Directors of recreation and parks manage entire recreation programs in parks, playgrounds, and other types of facilities. They may serve as advisors to State and local recreation and park commissions. Some are responsible for recreation budgets. Camp counselors lead groups of children and teenagers in recreation that is usually outdoors-oriented, such as swimming, hiking, horseback riding, and camping. They may also lead programs in such specialties as archery, boating, music, drama, gymnastics, tennis, and computers. Camp directors oversee the camp counselors at a particular summer camp and plan the overall program.
Important qualities for recreation workers to possess include physical fitness and excellent mental health. They should have outgoing personalities. They should be adept at motivating people and at holding a group's interest in an activity. They need to be sensitive to the various needs of a diverse population of people.
In 2002, recreation workers earned a median hourly wage of $8.69. The following shows the median hourly wages in the industries employing the highest numbers of recreation workers:
- Nursing care facilities -- $9.30
- Local government -- $8.98
- Individual and family services -- $8.71
- Civic and social organizations -- $7.73
- Other amusement and recreation industries -- $7.53
Training and Education
Training and educational requirements for recreation worker positions vary greatly from job to job. Anything from a high school diploma to a master's degree may be required. Those planning a career in the field often have a bachelor's degree in parks and recreation or leisure studies. Many jobs require applicants to have specialized training in subjects like art, music, drama, or athletics. Water-related jobs may require a life-saving certificate. Some positions require an associate degree in parks and recreation, social work, or another human services discipline. Most supervisory positions require a bachelor's degree or related job experience.

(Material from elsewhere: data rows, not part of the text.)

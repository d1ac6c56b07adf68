//! Model for Barreto-Naehrig curves and their R-ate pairing.
//!
//! The embedding field is the tower Fp12 = Fp4[w]/(w^3 - v) over
//! Fp4 = Fp2[v]/(v^2 - u), and G2 lives on the sextic twist
//! E': y^2 = x^3 + b * u over Fp2. The Miller loop runs over the bits of
//! a = 6t + 2 with the twist points carried on E' and the line functions
//! evaluated in Fp12 through the twist embedding
//!
//! phi(x, y) = (x * w^-2, y * w^-3),
//!
//! and the final exponentiation splits into the Frobenius easy part and the
//! fixed hard-part product for BN curves.

use crate::{
    curves::{
        models::{ModelParameters, SWModelParameters},
        short_weierstrass_affine::GroupAffine,
        PairingEngine,
    },
    fields::{
        fp12_3over4::{Fp12, Fp12Parameters},
        fp2::{Fp2, Fp2Parameters},
        fp4::{Fp4, Fp4Parameters},
        Field, PrimeField, SquareRootField,
    },
};
use derivative::Derivative;
use std::marker::PhantomData;

pub mod g1;
pub mod g2;

pub use self::{g1::G1Affine, g2::G2Affine};

/// Parameters of a BN curve E: y^2 = x^3 + b mod p as needed for the R-ate
/// pairing.
pub trait BnParameters: 'static {
    /// The Miller loop count a = 6t + 2, iterated from the bit below the
    /// most significant one.
    const ATE_LOOP_COUNT: &'static [u64];

    /// The curve parameter t, the exponent of the hard part.
    const T: &'static [u64];

    /// 1/(-2) mod p, the scalar of the twist embedding.
    const TWIST_PHI_FACTOR: Self::Fp;

    /// Factors turning coordinate conjugation into the twist Frobenius
    /// pi: (x, y) -> (x^p * gamma_x, y^p * gamma_y), for pi and pi^2.
    const TWIST_FROBENIUS_COEFF_X_1: Fp2<Self::Fp2Params>;
    const TWIST_FROBENIUS_COEFF_Y_1: Fp2<Self::Fp2Params>;
    const TWIST_FROBENIUS_COEFF_X_2: Fp2<Self::Fp2Params>;
    const TWIST_FROBENIUS_COEFF_Y_2: Fp2<Self::Fp2Params>;

    type Fp: PrimeField + SquareRootField;
    type Fp2Params: Fp2Parameters<Fp = Self::Fp>;
    type Fp4Params: Fp4Parameters<Fp2Params = Self::Fp2Params>;
    type Fp12Params: Fp12Parameters<Fp4Params = Self::Fp4Params>;
    type G1Parameters: SWModelParameters<BaseField = Self::Fp>;
    type G2Parameters: SWModelParameters<
        BaseField = Fp2<Self::Fp2Params>,
        ScalarField = <Self::G1Parameters as ModelParameters>::ScalarField,
    >;
}

#[derive(Derivative)]
#[derivative(Copy, Clone, PartialEq, Eq, Debug, Hash)]
pub struct Bn<P: BnParameters>(PhantomData<fn() -> P>);

impl<P: BnParameters> Bn<P> {
    /// Embeds a twist point into E(Fp12).
    ///
    /// With w^6 = u, the inverses w^-2 = (u/(-2)) v w and w^-3 = (u/(-2)) v
    /// keep both coordinates sparse.
    fn phi(q: &G2Affine<P>) -> (Fp12<P::Fp12Params>, Fp12<P::Fp12Params>) {
        let mut xu = <P::Fp4Params as Fp4Parameters>::mul_fp2_by_nonresidue(&q.x);
        xu.mul_by_fp(&P::TWIST_PHI_FACTOR);
        let mut yu = <P::Fp4Params as Fp4Parameters>::mul_fp2_by_nonresidue(&q.y);
        yu.mul_by_fp(&P::TWIST_PHI_FACTOR);
        let x = Fp12::new(Fp4::zero(), Fp4::new(Fp2::zero(), xu), Fp4::zero());
        let y = Fp12::new(Fp4::new(Fp2::zero(), yu), Fp4::zero(), Fp4::zero());
        (x, y)
    }

    /// Embeds a base-curve point into E(Fp12).
    fn embed_g1(p: &G1Affine<P>) -> (Fp12<P::Fp12Params>, Fp12<P::Fp12Params>) {
        let lift = |e: &P::Fp| {
            Fp12::new(
                Fp4::new(Fp2::new(*e, P::Fp::zero()), Fp2::zero()),
                Fp4::zero(),
                Fp4::zero(),
            )
        };
        (lift(&p.x), lift(&p.y))
    }

    /// The Miller line g_{U,V} through the embedded twist points, evaluated
    /// at the embedded base point (px, py):
    ///
    /// g = lambda (px - xv) - (py - yv),
    ///
    /// with lambda the tangent slope when U = V (the curve has a = 0) and the
    /// chord slope otherwise; a vertical line degenerates to px - xv.
    fn line(
        u: &G2Affine<P>,
        v: &G2Affine<P>,
        px: &Fp12<P::Fp12Params>,
        py: &Fp12<P::Fp12Params>,
    ) -> Fp12<P::Fp12Params> {
        let (xu, yu) = Self::phi(u);
        let (xv, yv) = Self::phi(v);
        if u.x == v.x {
            if (u.y + v.y).is_zero() {
                return *px - xv;
            }
            let x_square = xu.square();
            let lambda =
                (x_square.double() + x_square) * yu.double().inverse().unwrap();
            return lambda * (*px - xv) - (*py - yv);
        }
        let lambda = (yu - yv) * (xu - xv).inverse().unwrap();
        lambda * (*px - xv) - (*py - yv)
    }

    /// pi^power on the twist through phi, by coordinate Frobenius and the
    /// precomputed factors.
    fn frobenius_twist(q: &G2Affine<P>, power: usize) -> G2Affine<P> {
        let mut x = q.x;
        let mut y = q.y;
        x.frobenius_map(power);
        y.frobenius_map(power);
        match power {
            1 => {
                x *= &P::TWIST_FROBENIUS_COEFF_X_1;
                y *= &P::TWIST_FROBENIUS_COEFF_Y_1;
            }
            2 => {
                x *= &P::TWIST_FROBENIUS_COEFF_X_2;
                y *= &P::TWIST_FROBENIUS_COEFF_Y_2;
            }
            _ => unreachable!("only pi and pi^2 appear in the R-ate pairing"),
        }
        GroupAffine::new(x, y)
    }

    fn exp_by_t(f: &Fp12<P::Fp12Params>) -> Fp12<P::Fp12Params> {
        f.pow(P::T)
    }
}

impl<P: BnParameters> PairingEngine for Bn<P> {
    type Fr = <P::G1Parameters as ModelParameters>::ScalarField;
    type G1Affine = G1Affine<P>;
    type G2Affine = G2Affine<P>;
    type Fq = P::Fp;
    type Fqe = Fp2<P::Fp2Params>;
    type Fqk = Fp12<P::Fp12Params>;

    fn miller_loop(p: &Self::G1Affine, q: &Self::G2Affine) -> Self::Fqk {
        let (px, py) = Self::embed_g1(p);
        let mut f = Self::Fqk::one();
        let mut t = *q;

        let mut found_one = false;
        for bit in crate::fields::BitIterator::new(P::ATE_LOOP_COUNT) {
            if !found_one {
                found_one = bit;
                continue;
            }
            f = f.square() * Self::line(&t, &t, &px, &py);
            t.double_in_place();
            if bit {
                f *= Self::line(&t, q, &px, &py);
                t += q;
            }
        }

        // R-ate tail: two more lines through pi(Q) and -pi^2(Q)
        let q1 = Self::frobenius_twist(q, 1);
        let q2 = -Self::frobenius_twist(q, 2);
        f *= Self::line(&t, &q1, &px, &py);
        t += &q1;
        f *= Self::line(&t, &q2, &px, &py);
        f
    }

    /// f^((p^12 - 1)/n), exactly; pairing values match the GM/T byte vectors.
    fn final_exponentiation(f: &Self::Fqk) -> Option<Self::Fqk> {
        // Easy part: f^((p^6 - 1)(p^2 + 1))
        let f_inv = f.inverse()?;
        let mut easy = *f;
        easy.frobenius_map(6);
        easy *= f_inv;
        let mut tmp = easy;
        tmp.frobenius_map(2);
        easy *= tmp;

        // Hard part: (p^4 - p^2 + 1)/n decomposed over t and the Frobenius.
        let f = easy;
        let ft1 = Self::exp_by_t(&f);
        let ft2 = Self::exp_by_t(&ft1);
        let ft3 = Self::exp_by_t(&ft2);
        let mut fp1 = f;
        fp1.frobenius_map(1);
        let mut fp2 = f;
        fp2.frobenius_map(2);
        let mut fp3 = f;
        fp3.frobenius_map(3);

        let y0 = fp1 * fp2 * fp3;
        let y1 = f.square();
        let mut y2 = ft2;
        y2.frobenius_map(2);
        let y2 = y2.pow(&[6u64]);
        let mut y3 = ft1;
        y3.frobenius_map(1);
        let y3 = y3.pow(&[12u64]);
        let mut ft2_p = ft2;
        ft2_p.frobenius_map(1);
        let y4 = (ft1 * ft2_p).pow(&[18u64]);
        let y5 = ft2.pow(&[30u64]);
        let mut ft3_p = ft3;
        ft3_p.frobenius_map(1);
        let y6 = (ft3 * ft3_p).pow(&[36u64]);

        let numerator = y2 * y0;
        let denominator = y6 * y5 * y4 * y3 * y1;
        denominator.inverse().map(|d| numerator * d)
    }
}
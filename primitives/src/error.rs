use thiserror::Error;

/// Errors raised by the protocol layer. No operation retries on error; the
/// only internal retries are the probabilistic scalar-sampling loops, which
/// never surface.
#[derive(Error, Debug, Clone, PartialEq, Eq)]
pub enum Error {
    #[error(transparent)]
    Algebra(#[from] gm_algebra::Error),

    /// Input exceeds a hard length bound of the construction.
    #[error("{name} exceeds {limit}")]
    DataOverflow {
        name: &'static str,
        limit: &'static str,
    },

    #[error("incorrect length for {name}: {expected} bytes expected, {got} given")]
    IncorrectLength {
        name: &'static str,
        expected: usize,
        got: usize,
    },

    #[error("invalid argument: {0}")]
    InvalidArgument(String),

    /// A scalar multiple degenerated to the point at infinity.
    #[error("point at infinity encountered")]
    InfinitePoint,

    /// MAC or hash comparison failed during decryption.
    #[error("check failed: {0}")]
    CheckFailed(&'static str),

    /// An operation was invoked without the key material it needs.
    #[error("{operation} requires {required}")]
    RequireArgument {
        operation: &'static str,
        required: &'static str,
    },

    /// H1(uid || hid) + msk vanished mod n; the KGC must regenerate its
    /// master key pair.
    #[error("user key undefined for this id; regenerate the master key pair")]
    InvalidUserKey,
}

pub type Result<T> = std::result::Result<T, Error>;
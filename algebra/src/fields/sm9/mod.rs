//! Fields of the SM9 Barreto-Naehrig curve, t = 0x600000000058F98A.

pub mod fq;
pub mod fr;

pub mod fq2;
pub mod fq4;
pub mod fq12;

pub use self::{fq::Fq, fq12::Fq12, fq2::Fq2, fq4::Fq4, fr::Fr};

#[cfg(test)]
mod tests;
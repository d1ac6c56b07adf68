use crate::{
    curves::{
        sm9::{G1Affine, G2Affine, Sm9},
        AffineCurve, PairingCurve, PairingEngine, PcMode,
    },
    error::Error,
    fields::{sm9::{Fq12, Fr}, Field, FpParameters, PrimeField},
    rand::UniformRand,
    to_bytes,
};
use rand::SeedableRng;
use rand_xorshift::XorShiftRng;

const TEST_SEED: [u8; 16] = *b"sm9-curves-seed1";

#[test]
fn generators_are_on_their_curves() {
    let g1 = G1Affine::prime_subgroup_generator();
    let g2 = G2Affine::prime_subgroup_generator();
    assert!(g1.is_on_curve());
    assert!(g2.is_on_curve());
}

#[test]
fn generators_have_order_n() {
    let n = <Fr as PrimeField>::Params::MODULUS;
    assert!(G1Affine::prime_subgroup_generator().mul(n).is_zero());
    assert!(G2Affine::prime_subgroup_generator().mul(n).is_zero());
}

#[test]
fn twist_group_laws() {
    let mut rng = XorShiftRng::from_seed(TEST_SEED);
    for _ in 0..4 {
        let a = G2Affine::rand(&mut rng);
        let b = G2Affine::rand(&mut rng);
        assert!(a.is_on_curve());
        assert_eq!(a + b, b + a);
        assert_eq!(a + a, a.double());
        assert!((a - a).is_zero());
    }
}

#[test]
fn known_master_public_keys() {
    // master keys of the GM/T 0044 examples
    let msk_s =
        hex::decode("0130E78459D78545CB54C587E02CF480CE0B66340F319F348A1D5B1F2DC5F4").unwrap();
    let mpk_s = G2Affine::prime_subgroup_generator()
        .mul(Fr::from_be_bytes_mod_order(&msk_s).into_repr());
    let expected = G2Affine::from_pc_bytes(
        &hex::decode(
            "049f64080b3084f733e48aff4b41b565011ce0711c5e392cfb0ab1b6791b94c408\
             29dba116152d1f786ce843ed24a3b573414d2177386a92dd8f14d65696ea5e32\
             69850938abea0112b57329f447e3a0cbad3e2fdb1a77f335e89e1408d0ef1c25\
             41e00a53dda532da1a7ce027b7a46f741006e85f5cdff0730e75c05fb4e3216d",
        )
        .unwrap(),
    )
    .unwrap();
    assert_eq!(mpk_s, expected);

    let msk_e =
        hex::decode("02E65B0762D042F51F0D23542B13ED8CFA2E9A0E7206361E013A283905E31F").unwrap();
    let mpk_e = G1Affine::prime_subgroup_generator()
        .mul(Fr::from_be_bytes_mod_order(&msk_e).into_repr());
    let expected = G1Affine::from_pc_bytes(
        &hex::decode(
            "049174542668e8f14ab273c0945c3690c66e5dd09678b86f734c4350567ed06283\
             54e598c6bf749a3dacc9fffedd9db6866c50457cfc7aa2a4ad65c3168ff74210",
        )
        .unwrap(),
    )
    .unwrap();
    assert_eq!(mpk_e, expected);
}

#[test]
fn pairing_of_generators_matches_vector() {
    let g = Sm9::pairing(
        G1Affine::prime_subgroup_generator(),
        G2Affine::prime_subgroup_generator(),
    );
    let expected = hex::decode(
        "256943fbdb2bf87ab91ae7fbeaff14e146cf7e2279b9d155d13461e09b22f523\
         0167b0280051495c6af1ec23ba2cd2ff1cdcdeca461a5ab0b5449e9091308310\
         5e7addaddf7fbfe16291b4e89af50b8217ddc47ba3cba833c6e77c3fb027685e\
         79d0c8337072c93fef482bb055f44d6247ccac8e8e12525854b3566236337ebe\
         082cde173022da8cd09b28a2d80a8cee53894436a52007f978dc37f36116d39b\
         3fa7ed741eaed99a58f53e3df82df7ccd3407bcc7b1d44a9441920ced5fb824f\
         7fc6eb2aa771d99c9234fddd31752edfd60723e05a4ebfdeb5c33fbd47e0cf06\
         6fa6b6fa6dd6b6d3b19a959a110e748154eef796dc0fc2dd766ea414de786968\
         8ffe1c0e9de45fd0fed790ac26be91f6b3f0a49c084fe29a3fb6ed288ad7994d\
         1664a1366beb3196f0443e15f5f9042a947354a5678430d45ba031cff06db927\
         7f7c6d52b475e6aaa827fdc5b4175ac6929320f782d998f86b6b57cda42a0426\
         36a699de7c136f78eee2dbac4ca9727bff0cee02ee920f5822e65ea170aa9669",
    )
    .unwrap();
    assert_eq!(to_bytes![g].unwrap(), expected);
}

#[test]
fn pairing_is_bilinear() {
    let g1 = G1Affine::prime_subgroup_generator();
    let g2 = G2Affine::prime_subgroup_generator();
    let base = Sm9::pairing(g1, g2);

    let a = 123456789u64;
    let b = 987654321u64;
    let lhs = Sm9::pairing(g1.mul([a]), g2.mul([b]));
    // a * b fits one limb
    assert_eq!(lhs, base.pow(&[a * b]));
    assert_eq!(
        Sm9::pairing(g1.mul([a]), g2),
        Sm9::pairing(g1, g2.mul([a]))
    );
}

#[test]
fn pairing_is_non_degenerate() {
    let g = G1Affine::prime_subgroup_generator()
        .pairing_with(&G2Affine::prime_subgroup_generator());
    assert!(!g.is_one());
    assert!(!g.is_zero());
    // the target group has order n
    assert!(g.pow(<Fr as PrimeField>::Params::MODULUS).is_one());
}

#[test]
fn miller_value_needs_final_exponentiation() {
    let f = Sm9::miller_loop(
        &G1Affine::prime_subgroup_generator(),
        &G2Affine::prime_subgroup_generator(),
    );
    assert!(!f.pow(<Fr as PrimeField>::Params::MODULUS).is_one());
    assert_eq!(Sm9::final_exponentiation(&Fq12::zero()), None);
}

#[test]
fn twist_pc_roundtrip() {
    let mut rng = XorShiftRng::from_seed(TEST_SEED);
    for _ in 0..4 {
        let p = G2Affine::rand(&mut rng);
        for &mode in &[PcMode::Raw, PcMode::Compressed, PcMode::Mixed] {
            let bytes = p.to_pc_bytes(mode);
            assert_eq!(G2Affine::from_pc_bytes(&bytes).unwrap(), p);
        }
    }
}

#[test]
fn g1_pc_rejects_x_off_curve() {
    // x = 0 gives y^2 = 5, a non-residue mod q
    let mut bytes = vec![0x03];
    bytes.extend_from_slice(&[0u8; 32]);
    assert_eq!(G1Affine::from_pc_bytes(&bytes), Err(Error::PointNotOnCurve));
}
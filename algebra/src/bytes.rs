use std::io::{Read, Result as IoResult, Write};

/// Serialization into the GM/T wire form: big-endian bytes, fixed width,
/// highest tower component first.
pub trait ToBytes {
    fn write<W: Write>(&self, writer: W) -> IoResult<()>;
}

pub trait FromBytes: Sized {
    fn read<R: Read>(reader: R) -> IoResult<Self>;
}

/// Takes as input a sequence of objects and converts them to a vector of
/// their byte representations, concatenated.
#[macro_export]
macro_rules! to_bytes {
    ($($x:expr),*) => ({
        let mut buf = vec![];
        {
            let result: std::io::Result<()> = (|| {
                $($crate::bytes::ToBytes::write(&$x, &mut buf)?;)*
                Ok(())
            })();
            result.map(|_| buf)
        }
    });
}

impl ToBytes for u8 {
    #[inline]
    fn write<W: Write>(&self, mut writer: W) -> IoResult<()> {
        writer.write_all(&[*self])
    }
}

impl ToBytes for [u8] {
    #[inline]
    fn write<W: Write>(&self, mut writer: W) -> IoResult<()> {
        writer.write_all(self)
    }
}

impl ToBytes for Vec<u8> {
    #[inline]
    fn write<W: Write>(&self, mut writer: W) -> IoResult<()> {
        writer.write_all(self)
    }
}

impl<'a, T: 'a + ToBytes> ToBytes for &'a T {
    #[inline]
    fn write<W: Write>(&self, writer: W) -> IoResult<()> {
        (*self).write(writer)
    }
}

#[cfg(test)]
mod tests {
    use crate::to_bytes;

    #[test]
    fn concatenates_in_order() {
        let bytes = to_bytes![0x01u8, vec![0x02u8, 0x03], 0x04u8].unwrap();
        assert_eq!(bytes, vec![0x01, 0x02, 0x03, 0x04]);
    }
}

Associate and bachelor's degree programs in parks and recreation can be found at hundreds of colleges and universities. Doctoral degrees are even offered in the field. Programs accredited by the National Recreation and Park Association (NRPA) give students a broad exposure to the history, theory, and practice of park and recreation management. Graduates can become certified by the NRPA National Certification Board and requires continuing education to maintain certification.
In 2002, recreation workers held about 400,00 jobs. Many employees worked on a part-time or seasonal basis.
Between 2002 and 2012, employment of recreation workers is expected to increase faster than the average. More people are expected to spend time and money on recreation and leisure services. Growth may be tempered by local government budget cutbacks. The field is very attractive and competition for these jobs are expected to by fierce. Opportunities will be best for those with experience and formal training.